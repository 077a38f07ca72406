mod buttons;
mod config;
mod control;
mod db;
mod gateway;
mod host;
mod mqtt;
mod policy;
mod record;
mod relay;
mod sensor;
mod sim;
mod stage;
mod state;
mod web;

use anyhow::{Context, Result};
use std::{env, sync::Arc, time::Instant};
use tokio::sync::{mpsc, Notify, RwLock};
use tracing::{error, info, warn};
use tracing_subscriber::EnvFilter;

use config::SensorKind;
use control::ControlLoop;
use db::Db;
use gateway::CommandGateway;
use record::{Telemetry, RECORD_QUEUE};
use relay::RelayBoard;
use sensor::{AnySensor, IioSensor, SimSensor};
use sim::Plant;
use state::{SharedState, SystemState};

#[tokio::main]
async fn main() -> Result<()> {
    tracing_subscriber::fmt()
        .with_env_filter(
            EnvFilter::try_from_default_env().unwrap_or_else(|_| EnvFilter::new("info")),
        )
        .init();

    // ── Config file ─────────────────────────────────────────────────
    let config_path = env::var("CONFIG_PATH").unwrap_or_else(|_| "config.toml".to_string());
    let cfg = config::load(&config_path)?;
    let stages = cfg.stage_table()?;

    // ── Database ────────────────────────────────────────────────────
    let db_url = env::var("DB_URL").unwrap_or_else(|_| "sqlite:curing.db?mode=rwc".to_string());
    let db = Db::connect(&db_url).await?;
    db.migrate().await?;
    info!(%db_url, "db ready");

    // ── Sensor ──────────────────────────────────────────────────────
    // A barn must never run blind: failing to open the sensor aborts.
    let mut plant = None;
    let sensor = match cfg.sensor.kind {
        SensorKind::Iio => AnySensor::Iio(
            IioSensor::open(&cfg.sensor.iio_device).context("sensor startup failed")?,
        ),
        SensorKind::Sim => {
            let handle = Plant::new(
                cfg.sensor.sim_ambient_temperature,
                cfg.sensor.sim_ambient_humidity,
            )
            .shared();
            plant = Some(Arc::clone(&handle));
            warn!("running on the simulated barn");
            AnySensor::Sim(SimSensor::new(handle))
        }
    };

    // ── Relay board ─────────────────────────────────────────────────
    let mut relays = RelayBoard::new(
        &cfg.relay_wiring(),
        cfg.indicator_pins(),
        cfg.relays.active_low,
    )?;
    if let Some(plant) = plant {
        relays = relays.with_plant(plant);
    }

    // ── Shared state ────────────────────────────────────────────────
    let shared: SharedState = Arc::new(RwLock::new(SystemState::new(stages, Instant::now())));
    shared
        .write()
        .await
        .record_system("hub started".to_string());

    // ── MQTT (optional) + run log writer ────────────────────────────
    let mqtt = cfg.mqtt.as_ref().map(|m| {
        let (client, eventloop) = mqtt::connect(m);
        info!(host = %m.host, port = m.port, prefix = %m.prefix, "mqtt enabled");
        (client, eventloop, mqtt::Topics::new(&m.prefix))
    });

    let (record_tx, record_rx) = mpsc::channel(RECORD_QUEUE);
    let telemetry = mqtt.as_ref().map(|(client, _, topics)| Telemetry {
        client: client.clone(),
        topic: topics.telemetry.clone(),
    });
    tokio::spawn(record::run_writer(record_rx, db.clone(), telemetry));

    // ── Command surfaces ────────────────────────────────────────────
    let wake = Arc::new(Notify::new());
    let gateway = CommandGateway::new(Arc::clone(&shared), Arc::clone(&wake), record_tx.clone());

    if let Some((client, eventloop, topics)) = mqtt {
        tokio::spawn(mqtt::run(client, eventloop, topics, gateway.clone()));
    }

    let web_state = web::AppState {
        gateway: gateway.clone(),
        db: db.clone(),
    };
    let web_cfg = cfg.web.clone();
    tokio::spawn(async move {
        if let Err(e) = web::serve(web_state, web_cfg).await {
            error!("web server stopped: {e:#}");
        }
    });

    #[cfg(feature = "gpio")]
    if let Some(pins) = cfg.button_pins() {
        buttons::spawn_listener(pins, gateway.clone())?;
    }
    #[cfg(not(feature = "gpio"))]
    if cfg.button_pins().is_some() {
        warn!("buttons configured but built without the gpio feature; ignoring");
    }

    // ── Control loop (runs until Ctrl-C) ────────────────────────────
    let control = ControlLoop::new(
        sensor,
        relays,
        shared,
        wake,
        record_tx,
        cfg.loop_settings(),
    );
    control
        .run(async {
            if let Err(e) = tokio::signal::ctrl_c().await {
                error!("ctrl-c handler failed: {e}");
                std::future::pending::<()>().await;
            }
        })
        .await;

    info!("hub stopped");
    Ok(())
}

● **YOUR GOAL**
Search the entries for the word "wake". Copy each line where it appears.

● **EXERCISE RESPONSE**
    let wake = Arc::new(Notify::new());
    let gateway = CommandGateway::new(Arc::clone(&shared), Arc::clone(&wake), record_tx.clone());
        wake,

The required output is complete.